Greetings Ladies and Gentlemen, and our readers! Welcome back to our HAR, written edition, continuing on from the previous installment of Light of the Jedi. This time we’re covering the second adult novel in the High Republic series, The Rising Storm by Cavan Scott. As the first release of wave 2 within phase 1 of the series, The Rising Storm sets up the main events of this wave which have ramifications for all the upcoming releases.
It is a time of great joy as the Republic Fair approaches, and the Republic, Jedi, and planet of Valos prepare to welcome citizens a year after the Great Disaster to the celebration of Chancellor Soh’s outreach to the Outer Rim. Elsewhere, the Nihil are also preparing to show that they’ve not been beaten and that Marchion Ro still has some venom up his sleeve.
Multimodal Narrative. Although this is a full story within itself, it also pulls on the threads of all previous publishing endeavors for The High Republic series, linking itself to Light of the Jedi, Into the Dark (YA release), the High Republic (Marvel) and High Republic Adventures (IDW) runs, and A Test of Courage (Middle Grade), by pulling in characters and story lines began in all those works. The story here is so interwoven with the previous releases that we also get a story within the story via the release of Race to Crashpoint Tower by Daniel Jose Older (see below). In these two books, Race and Rising, we get the same scene told from two different character perspectives, while also having the events in each affect and play off of each other. However, each book also works singularly without the reader having to read both. Truly, this is narrative cohesion the likes of which some will wish had been a part of the sequel trilogy.
Stellan and Elzar. What does the friendship of two Masters look like? Thinking about previous examples throughout both Canon and Legends, I don’t think I was prepared for the level of complexity, understanding, and forgiveness we would be shown. Avoiding spoilers, I won’t go in to any real level of detail here as this should be discovered as the narrative unfolds. However, it is safe to write that these two Masters are vastly different in their perspectives of the Force, their approach to the Jedi Council, and their greater responsibilities to the Order as a whole, and yet they manage to be accepting of each other in a way that I cannot recall in other works. In fact, they are actually a part of a trio that is missing Avar Kriss as she is off on a different adventure while the events of this book occur, so we are still due to see their friendship from another angle once we get all three together narratively.
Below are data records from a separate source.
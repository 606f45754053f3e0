//! Error types for report decoding and mapping configuration.

use thiserror::Error;

/// Errors returned by [`decode`](crate::decode).
#[derive(Debug, Clone, PartialEq, Eq, Error)]
pub enum DecodeError {
    /// The report length changed within a session.
    ///
    /// The diff state of the session is no longer meaningful; the owner of the
    /// device lifecycle should treat this like a reconnect.
    #[error("Report length mismatch: expected {expected} bytes, got {actual}")]
    LengthMismatch {
        /// Length of the stored previous report.
        expected: usize,
        /// Length of the rejected report.
        actual: usize,
    },
}

/// Result alias for decoding.
pub type DecodeResult<T> = Result<T, DecodeError>;

/// Errors raised while parsing a serialized mapping.
#[derive(Debug, Clone, PartialEq, Eq, Error)]
pub enum MappingError {
    /// A mapping key is neither `"<index>"` nor `"<index>:<value>"`.
    #[error("Invalid mapping key '{0}': expected \"<index>\" or \"<index>:<value>\"")]
    InvalidKey(String),

    /// A byte value in an exact button key is outside `0..=255`.
    #[error("Invalid byte value in mapping key '{0}'")]
    InvalidValue(String),

    /// A mapped name is empty.
    #[error("Empty name for mapping key '{0}'")]
    EmptyName(String),
}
Politics. A chief complaint of some fans of the prequels is the inclusion of the complicated politics of the galaxy. Inversely, there is a complaint against the sequels that they skip all politics that could help understand and shape the complexities of the time period that could’ve explained the rise of the First Order. At its heart, Star Wars has always had political elements to it; the entry of The Rising Storm helps paint the Republic’s canvas of complex workings in relation to Core members states, the Outer Rim, and the Jedi themselves, while also furthering our understanding of the nature of affiliations within the Nihil themselves. In simpler terms, power, who has it, who’s sharing it, and by whom is it most coveted.
Familiar Gripe. Normally, this section is split in two but I’m still at a loss for things that I really didn’t like or that didn’t work for me. However, we still are inundated with a great many characters and keeping track can be a tad cumbersome. I still maintain that a Dramatis Personae is a much needed tool that would help experienced Star Wars readers and newcomers alike. I would also add that a High Republic specific timeline within each release regardless of publisher be included. Too often the Del Rey releases only add their specific books to the timeline. I know these can be found on the internet, but come on!!
What a great time to be a Star Wars literature fan. This era started with a bang and has managed to avoid the sophomore slump with this (these) release(s). I genuinely care about these characters and feel for the dire circumstances that they find themselves in, and that’s entirely credited to the writing team and masterfully complex coordination between authors!